_WHAT IS NEEDED_: Starting from the line that holds "while self.fixed_accumulator >= self.config.fixed_timestep", print every line through the end of the records, first and last included.

Stored data entries
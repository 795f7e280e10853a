//! Simulation clock
//!
//! Every combat timer (regen delays, block cooldowns, status durations) reads
//! the same monotonically advancing simulation time from here.

use serde::{Deserialize, Serialize};

/// Configuration for simulation time
#[derive(Debug, Clone, PartialEq, Serialize, Deserialize)]
#[serde(default)]
pub struct TimeConfig {
    /// How many simulated seconds pass per real second
    pub time_scale: f32,
    /// Fixed timestep for combat ticks (in seconds)
    pub fixed_timestep: f32,
    /// Maximum delta time to prevent spiral of death
    pub max_delta_time: f32,
}

impl Default for TimeConfig {
    fn default() -> Self {
        Self {
            time_scale: 1.0,
            fixed_timestep: 1.0 / 60.0,
            max_delta_time: 0.25,
        }
    }
}

/// Simulation time tracking
#[derive(Debug, Clone)]
pub struct SimTime {
    /// Configuration
    pub config: TimeConfig,
    /// Time since simulation start in seconds
    pub total_time: f64,
    /// Delta time for this step (clamped and scaled)
    pub delta_time: f32,
    /// Step counter
    pub frame_count: u64,
    /// Whether the simulation is paused
    pub paused: bool,
    /// Accumulated time for fixed timestep
    fixed_accumulator: f32,
}

impl Default for SimTime {
    fn default() -> Self {
        Self {
            config: TimeConfig::default(),
            total_time: 0.0,
            delta_time: 0.0,
            frame_count: 0,
            paused: false,
            fixed_accumulator: 0.0,
        }
    }
}

impl SimTime {
    /// Create a new clock with custom config
    pub fn new(config: TimeConfig) -> Self {
        Self {
            config,
            ..Default::default()
        }
    }

    /// Current simulation timestamp in seconds
    pub fn now(&self) -> f32 {
        self.total_time as f32
    }

    /// Advance the clock by the raw delta from the previous step
    pub fn update(&mut self, raw_delta: f32) {
        let raw_delta = if raw_delta.is_finite() { raw_delta.max(0.0) } else { 0.0 };
        let clamped = raw_delta.min(self.config.max_delta_time);
        self.frame_count += 1;

        if self.paused {
            self.delta_time = 0.0;
            return;
        }

        self.delta_time = clamped * self.config.time_scale;
        self.total_time += self.delta_time as f64;
        self.fixed_accumulator += self.delta_time;
    }

    /// Get the number of fixed timesteps to process this step.
    /// A non-positive timestep runs nothing.
    pub fn fixed_steps(&mut self) -> u32 {
        if !(self.config.fixed_timestep.is_finite() && self.config.fixed_timestep > 0.0) {
            return 0;
        }
        let mut steps = 0;
        while self.fixed_accumulator >= self.config.fixed_timestep {
            self.fixed_accumulator -= self.config.fixed_timestep;
            steps += 1;
        }
        steps
    }

    /// Pause the simulation
    pub fn pause(&mut self) {
        self.paused = true;
    }

    /// Resume the simulation
    pub fn resume(&mut self) {
        self.paused = false;
    }

    /// Set the time scale (0.0 = frozen, 1.0 = normal, 2.0 = double speed)
    pub fn set_time_scale(&mut self, scale: f32) {
        self.config.time_scale = scale.max(0.0);
    }
}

_RESPONSE BELOW_:
        while self.fixed_accumulator >= self.config.fixed_timestep {
            self.fixed_accumulator -= self.config.fixed_timestep;
            steps += 1;
        }
        steps
    }

    /// Pause the simulation
    pub fn pause(&mut self) {
        self.paused = true;
    }

    /// Resume the simulation
    pub fn resume(&mut self) {
        self.paused = false;
    }

    /// Set the time scale (0.0 = frozen, 1.0 = normal, 2.0 = double speed)
    pub fn set_time_scale(&mut self, scale: f32) {
        self.config.time_scale = scale.max(0.0);
    }
}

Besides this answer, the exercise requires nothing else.